Marinaleda utopian city

This article is not so much about sustainable architecture as much as it approaches a society choice. We decided to cover this story because on top of bringing inputs on the question of housing, it surely tackles the different beliefs many of us have, especially in this very political times.
Marinaleda, a small city of 2748 inhabitants of Andalusia, in the South of Spain, knows hardly any unemployment, homeless people, or violence. Despite this epoch of economical and societal crisis, and in a place where crisis is more than an empty word, the town seems to have developed a pretty successful model, based on mutual support and direct democracy.

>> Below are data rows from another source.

use serde::{Deserialize, Serialize};
use std::path::{Path, PathBuf};
use std::time::Duration;

use crate::error::{Error, Result};

pub const DEFAULT_NEWS_API_URL: &str = "https://newsapi.org/v2";
pub const MAX_PAGE_SIZE: u32 = 100;

#[derive(Debug, Clone, Serialize, Deserialize)]
pub struct Config {
    #[serde(default)]
    pub news_api: NewsApiConfig,

    #[serde(default)]
    pub http: HttpConfig,

    #[serde(default = "default_sentiment_model")]
    pub sentiment_model: String,

    /// One stop word per line; the built-in English list is used when unset.
    #[serde(default)]
    pub stop_words_path: Option<PathBuf>,

    #[serde(default)]
    pub show_progress: bool,
}

#[derive(Debug, Clone, Serialize, Deserialize)]
pub struct NewsApiConfig {
    #[serde(default = "default_news_api_url")]
    pub base_url: String,

    #[serde(default)]
    pub api_key: Option<String>,

    #[serde(default = "default_page_size")]
    pub page_size: u32,
}

#[derive(Debug, Clone, Serialize, Deserialize)]
pub struct HttpConfig {
    #[serde(default = "default_timeout_secs")]
    pub timeout_secs: u64,

    #[serde(default = "default_connect_timeout_secs")]
    pub connect_timeout_secs: u64,

    /// Extra attempts after a timeout or connection failure.
    #[serde(default = "default_max_retries")]
    pub max_retries: u32,

    #[serde(default = "default_retry_backoff_ms")]
    pub retry_backoff_ms: u64,

    #[serde(default = "default_max_redirects")]
    pub max_redirects: usize,

    #[serde(default = "default_user_agent")]
    pub user_agent: String,
}

fn default_sentiment_model() -> String {
    "vader".to_string()
}

fn default_news_api_url() -> String {
    DEFAULT_NEWS_API_URL.to_string()
}

fn default_page_size() -> u32 {
    10
}

fn default_timeout_secs() -> u64 {
    30
}

fn default_connect_timeout_secs() -> u64 {
    10
}

fn default_max_retries() -> u32 {
    1
}

fn default_retry_backoff_ms() -> u64 {
    500
}

fn default_max_redirects() -> usize {
    10
}

fn default_user_agent() -> String {
    "Mozilla/5.0 (X11; Linux x86_64; rv:128.0) Gecko/20100101 Firefox/128.0".to_string()
}

impl Default for Config {
    fn default() -> Self {
        Self {
            news_api: NewsApiConfig::default(),
            http: HttpConfig::default(),
            sentiment_model: default_sentiment_model(),
            stop_words_path: None,
            show_progress: false,
        }
    }
}

impl Default for NewsApiConfig {
    fn default() -> Self {
        Self {
            base_url: default_news_api_url(),
            api_key: None,
            page_size: default_page_size(),
        }
    }
}

impl Default for HttpConfig {
    fn default() -> Self {
        Self {
            timeout_secs: default_timeout_secs(),
            connect_timeout_secs: default_connect_timeout_secs(),
            max_retries: default_max_retries(),
            retry_backoff_ms: default_retry_backoff_ms(),
            max_redirects: default_max_redirects(),
            user_agent: default_user_agent(),
        }
    }
}

impl HttpConfig {
    pub fn timeout(&self) -> Duration {
        Duration::from_secs(self.timeout_secs)
    }

    pub fn connect_timeout(&self) -> Duration {
        Duration::from_secs(self.connect_timeout_secs)
    }

    pub fn retry_backoff(&self) -> Duration {
        Duration::from_millis(self.retry_backoff_ms)
    }
}

impl Config {
    pub fn from_file(path: &Path) -> Result<Self> {
        let content = std::fs::read_to_string(path)?;
        let config: Config = toml::from_str(&content)
            .map_err(|e| Error::Config(format!("{}: {}", path.display(), e)))?;
        config.validate()?;
        tracing::debug!("Loaded configuration from {}", path.display());
        Ok(config)
    }

    pub fn validate(&self) -> Result<()> {
        if self.news_api.page_size == 0 || self.news_api.page_size > MAX_PAGE_SIZE {
            return Err(Error::Config(format!(
                "page_size must be between 1 and {}, got {}",
                MAX_PAGE_SIZE, self.news_api.page_size
            )));
        }
        url::Url::parse(&self.news_api.base_url)
            .map_err(|e| Error::InvalidUrl(format!("{}: {}", self.news_api.base_url, e)))?;
        if self.http.timeout_secs == 0 {
            return Err(Error::Config("http.timeout_secs must be positive".to_string()));
        }
        Ok(())
    }
}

Marinaleda – A utopia towards peace

The land for the one who cultivates it

To understand the current situation of Marinaleda and make oneself’s opinion, it is quite important to understand where it comes from.

The Spanish Civil War (1936-39) left Marinaleda deeply injured and starved. A substantial part of the population was left rummaging for olives or acorns and bearing with a strong repression. Like almost all the Spanish countryside, the dictatorship contributed to impoverish the small town. In the late 1970s, the town was struggling with misery and over a 60% unemployment rate.

In 1976, one year after the death of the dictator Francisco Franco, was found in Antequera the Sindicado de Obreros del Campo, the first workers’ union supporting democracy, ecological, anti-fascist, internationalist and anti-capitalist.

Three years later, were organised the first democratic municipal elections after the dictatorship, that celebrated the victory of the newly created nationalist and leftist party Colectivo de Unidad de los Trabajores (9 out of 11 representants). The new municipal team changed street names, taking off names associated to the civil war in the benefit of leftist symbols. The Muñoz Grandes street became the Che Guevara street, the Plaza de España became the Plaza del Pueblo (People’s square), and of course, the Francisco Franco street became the Salvador Allende street.

In 1980, 700 people declared themselves in hunger-strike for 13 days. They reclaimed more income and a regulation of the former Community Employment. After the success of this strike, the action became specifically focused on fighting for fields. Under the slogan “La tierra para quien la trabaja” (The land for the one who cultivates it) they fought against the occupation of the land by aristocratic land owners.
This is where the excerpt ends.